§ **WORK REQUEST**
Tally the lines in the listing below that contain "tree" and report the tally alone.
(WORKING DATA begins)
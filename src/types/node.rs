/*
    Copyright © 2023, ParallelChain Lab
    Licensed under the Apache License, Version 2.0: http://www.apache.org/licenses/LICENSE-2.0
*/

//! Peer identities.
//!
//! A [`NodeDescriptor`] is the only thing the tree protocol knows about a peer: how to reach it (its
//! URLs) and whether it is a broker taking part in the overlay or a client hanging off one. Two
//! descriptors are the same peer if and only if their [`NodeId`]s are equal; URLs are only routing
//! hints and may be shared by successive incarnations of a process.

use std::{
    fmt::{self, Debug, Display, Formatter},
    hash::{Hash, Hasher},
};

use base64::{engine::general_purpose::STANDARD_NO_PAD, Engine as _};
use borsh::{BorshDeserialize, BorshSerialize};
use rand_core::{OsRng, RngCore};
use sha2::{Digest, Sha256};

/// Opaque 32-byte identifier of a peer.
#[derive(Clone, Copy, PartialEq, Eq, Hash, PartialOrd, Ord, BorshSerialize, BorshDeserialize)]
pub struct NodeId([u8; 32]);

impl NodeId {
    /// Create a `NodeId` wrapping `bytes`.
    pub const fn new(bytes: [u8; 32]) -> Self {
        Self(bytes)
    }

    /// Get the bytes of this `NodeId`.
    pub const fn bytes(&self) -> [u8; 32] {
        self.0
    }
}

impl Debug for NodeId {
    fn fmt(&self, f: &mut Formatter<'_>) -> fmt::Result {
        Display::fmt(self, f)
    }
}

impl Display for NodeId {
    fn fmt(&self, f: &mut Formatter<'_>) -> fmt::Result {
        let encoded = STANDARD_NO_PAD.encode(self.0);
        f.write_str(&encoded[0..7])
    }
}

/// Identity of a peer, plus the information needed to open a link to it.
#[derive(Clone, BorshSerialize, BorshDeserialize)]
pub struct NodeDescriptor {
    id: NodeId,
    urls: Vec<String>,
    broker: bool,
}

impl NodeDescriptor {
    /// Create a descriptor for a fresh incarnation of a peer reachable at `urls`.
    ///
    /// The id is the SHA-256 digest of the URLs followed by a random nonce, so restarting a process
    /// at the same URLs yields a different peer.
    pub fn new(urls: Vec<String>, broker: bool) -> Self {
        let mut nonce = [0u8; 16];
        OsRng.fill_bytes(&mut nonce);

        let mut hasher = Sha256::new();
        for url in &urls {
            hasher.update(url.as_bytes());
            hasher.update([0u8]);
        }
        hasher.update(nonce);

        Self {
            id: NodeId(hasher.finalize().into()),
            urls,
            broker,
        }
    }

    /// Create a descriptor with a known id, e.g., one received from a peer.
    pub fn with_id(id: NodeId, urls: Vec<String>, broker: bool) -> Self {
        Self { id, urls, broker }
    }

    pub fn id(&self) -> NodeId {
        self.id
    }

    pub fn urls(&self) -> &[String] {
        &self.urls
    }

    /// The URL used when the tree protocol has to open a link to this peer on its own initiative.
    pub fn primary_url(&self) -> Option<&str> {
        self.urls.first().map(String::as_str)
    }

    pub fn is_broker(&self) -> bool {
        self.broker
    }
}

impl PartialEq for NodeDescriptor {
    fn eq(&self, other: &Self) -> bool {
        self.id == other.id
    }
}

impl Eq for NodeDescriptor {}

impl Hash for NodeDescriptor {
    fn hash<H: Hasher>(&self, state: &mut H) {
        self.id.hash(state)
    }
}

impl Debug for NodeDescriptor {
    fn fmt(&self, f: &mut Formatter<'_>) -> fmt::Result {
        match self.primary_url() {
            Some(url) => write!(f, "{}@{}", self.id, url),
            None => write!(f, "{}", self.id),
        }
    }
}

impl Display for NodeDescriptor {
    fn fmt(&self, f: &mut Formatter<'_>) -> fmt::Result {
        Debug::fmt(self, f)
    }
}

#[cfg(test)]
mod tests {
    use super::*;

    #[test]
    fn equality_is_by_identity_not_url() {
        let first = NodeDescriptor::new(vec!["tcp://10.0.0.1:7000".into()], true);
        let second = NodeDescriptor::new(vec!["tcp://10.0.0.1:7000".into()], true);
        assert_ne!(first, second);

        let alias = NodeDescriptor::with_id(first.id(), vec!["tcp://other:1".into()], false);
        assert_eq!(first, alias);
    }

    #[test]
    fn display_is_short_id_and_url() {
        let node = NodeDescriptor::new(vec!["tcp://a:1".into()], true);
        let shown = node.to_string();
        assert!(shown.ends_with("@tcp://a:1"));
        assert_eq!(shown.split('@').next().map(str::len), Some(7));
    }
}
(WORKING DATA ends)
§ **RESPONSE TO THE TASK**
2